Here's what makes this crisis different from previous energy disruptions: the economy's dependence on electricity has deepened dramatically. Cloud services, automated logistics, electric vehicle supply chains, data center expansion — all of these require uninterrupted, affordable power. When energy markets convulse, the downstream effects travel faster and hit harder than they did even a decade ago.

The conventional wisdom has been that energy security is a government problem — something for diplomats and strategic petroleum reserves. That assumption is increasingly wrong. National resilience now depends on privately owned infrastructure and corporate decisions. When a major shipping route is threatened, the companies that survive aren't the ones with the leanest cost structures; they're the ones with the most resilient operations.

So what should boards and executives be doing right now?

First, treat energy risk the way you treat cyber risk — as a strategic issue requiring regular stress testing.
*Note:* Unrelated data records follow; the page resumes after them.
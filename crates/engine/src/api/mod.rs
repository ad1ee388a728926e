//! HTTP entry points for the engine
//!
//! Chat intake, the queue's segment-execution target, service-mesh resume,
//! DLQ administration, and liveness.

pub mod middleware;
pub mod routes;
pub mod server;
pub mod types;

pub use server::{build_router, serve};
Model what happens to your business if oil hits $130 per barrel. Which products become unprofitable? Which suppliers fail first? Which customer segments are most exposed? This isn't a hypothetical exercise anymore.

Second, build buffers where disruption causes the most damage. That doesn't mean stockpiling oil or retooling entire supply chains overnight. It means identifying critical vulnerabilities and addressing them: alternate sources for key inputs, backup power generation, longer-term freight contracts. For some companies, it means working closely with utilities and government agencies on contingency planning.

Third, understand your exposure beyond direct energy costs. Many companies think they're insulated because fuel and electricity are a small percentage of their operating budget. But energy volatility ripples through supply chains in ways that aren't immediately obvious. Your exposure might be indirect — a key supplier who can't absorb a price spike, or a customer segment that cuts spending when gas prices rise.

The uncomfortable truth is that efficiency — the gospel of the last decade — looks great in a stable world and dangerous in an unstable one. The companies that outperform in the next decade won't necessarily be the ones with the lowest costs. They'll be the ones that can keep operating when markets turn volatile.

The Strait of Hormuz crisis is a preview. Whether it resolves quickly or drags on, the underlying vulnerability remains. Energy security is no longer someone else's problem.